1.そもそも生理不順とは
「生理不順」を正しく理解していますか。 ちょっとしたきっかけで遅れることがある生理ですが、「生理不順」と呼ばれるのは、どの程度のずれからなのでしょうか。 まずは、生理不順の定義について簡単に説明します。
正常な生理と生理不順
生理不順かどうかを判断するのにかかせないのが、生理周期です。 生理周期は、「前の生理が始まった日から、次の生理が始まる前日までの日数」で表します。 ポイントは、生理が終わった日ではなく始まった日から数えるという点です。
この生理周期が25~38日の間に入っていれば、問題ないとされています。 つまり、生理周期は正常であるといえます。

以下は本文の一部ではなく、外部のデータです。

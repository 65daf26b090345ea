//! Storage layer error types.

use catalog_types::TaxonId;
use thiserror::Error;

/// Errors that can occur in the storage layer
#[derive(Error, Debug)]
pub enum StorageError {
    /// The catalog file could not be opened or created
    #[error("Catalog store unavailable at {path}: {reason}")]
    StorageUnavailable { path: String, reason: String },

    /// Schema DDL failed; the bootstrap transaction was rolled back
    #[error("Schema bootstrap failed: {0}")]
    SchemaBootstrapFailed(String),

    /// SQLite operation failed
    #[error("SQLite error: {0}")]
    Sqlite(#[from] rusqlite::Error),

    /// IO error
    #[error("IO error: {0}")]
    Io(#[from] std::io::Error),

    /// Serialization/deserialization error
    #[error("Serialization error: {0}")]
    Serialization(String),

    /// Stored vector blob disagrees with its declared dimension
    #[error("Corrupt vector for taxon {taxon_id}: dim {dim} but {bytes} bytes")]
    CorruptVector {
        taxon_id: TaxonId,
        dim: i64,
        bytes: usize,
    },

    /// Connection mutex poisoned by a panicking holder
    #[error("Catalog connection lock poisoned")]
    LockPoisoned,
}

impl From<serde_json::Error> for StorageError {
    fn from(err: serde_json::Error) -> Self {
        StorageError::Serialization(err.to_string())
    }
}
//! Error types shared across the catalog crates.

use thiserror::Error;

/// Errors raised while loading settings.
#[derive(Debug, Error)]
pub enum CatalogError {
    /// Configuration error
    #[error("Configuration error: {0}")]
    Config(String),
}
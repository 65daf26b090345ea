//! Embedding blob encoding.
//!
//! A stored vector is `dim` consecutive little-endian f32 values.

use catalog_types::TaxonId;

use crate::error::StorageError;

const F32_BYTES: usize = std::mem::size_of::<f32>();

/// Encode a vector as a little-endian f32 blob.
pub fn encode_vector(vector: &[f32]) -> Vec<u8> {
    let mut bytes = Vec::with_capacity(vector.len() * F32_BYTES);
    for value in vector {
        bytes.extend_from_slice(&value.to_le_bytes());
    }
    bytes
}

/// Decode a blob of `dim` little-endian f32 values.
///
/// The blob length must be exactly `dim * 4`; nothing is truncated or padded.
pub fn decode_vector(taxon_id: TaxonId, dim: i64, blob: &[u8]) -> Result<Vec<f32>, StorageError> {
    let corrupt = || StorageError::CorruptVector {
        taxon_id,
        dim,
        bytes: blob.len(),
    };

    let dim = usize::try_from(dim).map_err(|_| corrupt())?;
    let expected_len = dim.checked_mul(F32_BYTES).ok_or_else(corrupt)?;
    if blob.len() != expected_len {
        return Err(corrupt());
    }

    Ok(blob
        .chunks_exact(F32_BYTES)
        .map(|chunk| f32::from_le_bytes([chunk[0], chunk[1], chunk[2], chunk[3]]))
        .collect())
}
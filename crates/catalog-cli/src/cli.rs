//! CLI argument parsing for the `catalog` binary.
//!
//! CLI flags override every other configuration source.

use std::path::PathBuf;

use catalog_types::TaxonId;
use clap::{Args, Parser, Subcommand};

/// Species catalog and embedding search
///
/// Manages the on-disk catalog and runs gated nearest-match queries
/// against its embeddings.
#[derive(Parser, Debug)]
#[command(name = "catalog")]
#[command(author, version, about, long_about = None)]
pub struct Cli {
    /// Path to config file (overrides default ~/.config/catalog-match/config.toml)
    #[arg(short, long, global = true)]
    pub config: Option<String>,

    /// Set log level (trace, debug, info, warn, error)
    #[arg(short, long, global = true)]
    pub log_level: Option<String>,

    /// Override catalog database path
    #[arg(long, global = true)]
    pub db_path: Option<String>,

    #[command(subcommand)]
    pub command: Commands,
}

/// Catalog commands
#[derive(Subcommand, Debug)]
pub enum Commands {
    /// Create the catalog schema if it is missing
    Init,

    /// Import a JSON catalog bundle
    Import {
        /// Bundle file (`{"items": [...]}` or a bare array of entities)
        bundle: PathBuf,

        /// Only import when the catalog has no species yet
        #[arg(long)]
        if_empty: bool,
    },

    /// Show catalog statistics
    Stats,

    /// Rank catalog entries against a query embedding
    Search(SearchArgs),
}

/// Arguments for `catalog search`
#[derive(Args, Debug, Clone)]
pub struct SearchArgs {
    #[command(flatten)]
    pub query: QuerySource,

    /// Number of results (default from config)
    #[arg(short = 'k', long)]
    pub top_k: Option<usize>,

    /// Minimum best score to accept (default from config)
    #[arg(long)]
    pub threshold: Option<f32>,

    /// Minimum margin between best and runner-up (default from config)
    #[arg(long)]
    pub gap: Option<f32>,

    /// Print ranked results without applying the acceptance gate
    #[arg(long)]
    pub raw: bool,

    /// Print the report as JSON
    #[arg(long)]
    pub json: bool,
}

/// Where the query embedding comes from
#[derive(Args, Debug, Clone)]
#[group(required = true, multiple = false)]
pub struct QuerySource {
    /// JSON file holding an array of floats
    #[arg(long)]
    pub vector: Option<PathBuf>,

    /// Use the stored embedding of this taxon as the query
    #[arg(long)]
    pub like: Option<TaxonId>,
}
//! Catalog CLI library exports.
//!
//! # Modules
//!
//! - `cli`: Command-line argument parsing with clap
//! - `commands`: Command implementations (init, import, stats, search)

pub mod cli;
pub mod commands;

pub use cli::{Cli, Commands, QuerySource, SearchArgs};
pub use commands::{
    catalog_stats, import_catalog, init_catalog, init_logging, load_settings, print_import,
    print_search, print_stats, search_catalog, SearchReport,
};
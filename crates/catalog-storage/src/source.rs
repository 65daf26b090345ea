//! Read-side seam between the catalog and whatever builds indexes from it.

use catalog_types::CatalogEntity;

use crate::error::StorageError;
use crate::store::CatalogStore;

/// Opaque change marker for a catalog.
///
/// Two versions compare equal only if no write was committed in between.
#[derive(Debug, Clone, Copy, Default, PartialEq, Eq)]
pub struct CatalogVersion {
    /// SQLite `PRAGMA data_version`; moves when another connection commits
    pub data_version: i64,
    /// Writes committed through the reading handle itself
    pub local_writes: u64,
}

/// A bulk-readable catalog.
///
/// Implementations must be thread-safe; loads are executed on a blocking
/// worker thread.
pub trait CatalogSource: Send + Sync {
    /// Materialize every entity, in a stable order.
    fn load_all(&self) -> Result<Vec<CatalogEntity>, StorageError>;

    /// Current change marker.
    fn version(&self) -> Result<CatalogVersion, StorageError>;
}

impl CatalogSource for CatalogStore {
    fn load_all(&self) -> Result<Vec<CatalogEntity>, StorageError> {
        CatalogStore::load_all(self)
    }

    fn version(&self) -> Result<CatalogVersion, StorageError> {
        CatalogStore::version(self)
    }
}
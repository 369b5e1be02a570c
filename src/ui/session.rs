// Raw mode + alternate screen for the length of one interactive session

use crossterm::{
    cursor::Show,
    execute,
    terminal::{disable_raw_mode, enable_raw_mode, EnterAlternateScreen, LeaveAlternateScreen},
};
use std::io::{self, stdout};
use std::sync::Once;
use tracing::{debug, warn};

static PANIC_HOOK: Once = Once::new();

/// Holds the terminal. Dropping it puts the terminal back the way it was,
/// on normal return, on `?`, and while unwinding.
pub struct TerminalSession {
    _private: (),
}

impl TerminalSession {
    pub fn enter() -> io::Result<Self> {
        install_panic_hook();

        enable_raw_mode()?;
        // From here on the guard exists, so a failure below still restores
        let session = TerminalSession { _private: () };
        execute!(stdout(), EnterAlternateScreen)?;
        debug!("terminal session started");
        Ok(session)
    }
}

impl Drop for TerminalSession {
    fn drop(&mut self) {
        if let Err(e) = restore() {
            warn!("failed to restore terminal: {}", e);
        }
        debug!("terminal session ended");
    }
}

fn restore() -> io::Result<()> {
    // Try every step even if an earlier one fails
    let raw = disable_raw_mode();
    let screen = execute!(stdout(), LeaveAlternateScreen, Show);
    raw.and(screen)
}

/// Restores the terminal before the default hook prints, so the panic message
/// is readable.
fn install_panic_hook() {
    PANIC_HOOK.call_once(|| {
        let original_hook = std::panic::take_hook();
        std::panic::set_hook(Box::new(move |panic_info| {
            let _ = restore();
            original_hook(panic_info);
        }));
    });
}
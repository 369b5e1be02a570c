// Entry point for the music front-end

use pawel_player::{cli::Args, launcher, logging, mode::MUSIC};

#[tokio::main(flavor = "current_thread")]
async fn main() -> anyhow::Result<()> {
    let args = Args::parse_for(&MUSIC);
    logging::init(args.verbose, args.log_file.as_deref())?;

    launcher::run(MUSIC, &args.tools()).await
}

しかし、生理周期が24日以下だったり39日以上の場合は、生理不順と呼ばれます。
正常な生理
生理周期が25~38日
正常ではない生理(生理不順)
生理周期が24日以下、または39日以上
2.生理不順にも種類がある
ひと口に「生理不順」と言っても、生理不順にはいくつかの種類があります。
頻発月経
生理周期が24日以下の場合
稀発月経
生理周期が39日以上の場合
過長月経
生理期間が8日以上続く場合
過短月経
生理期間が2日以内で終わる場合
2. 生理不順と関係する、体の不調や病気
生理不順の根本的な原因は女性ホルモンの乱れにあり、疲労やストレスなどが原因になるケースが多いのですが、病気が原因になっていることもあるのです。 続いては、生理不順と関係する、体の不調や病気について見ていきましょう。
3.卵巣機能不全の疑い
卵巣機能不全とは卵巣の機能が低下して、 女性ホルモンのバランスが乱れ、卵胞の成長が悪くなったり、排卵が遅れたりして、生理不順を起こすこともある病気です。
原因
主な原因は、年齢によるものだといわれています。 卵巣機能の低下は33歳を過ぎたごろから始まり、35歳以降では急激に低下していきます。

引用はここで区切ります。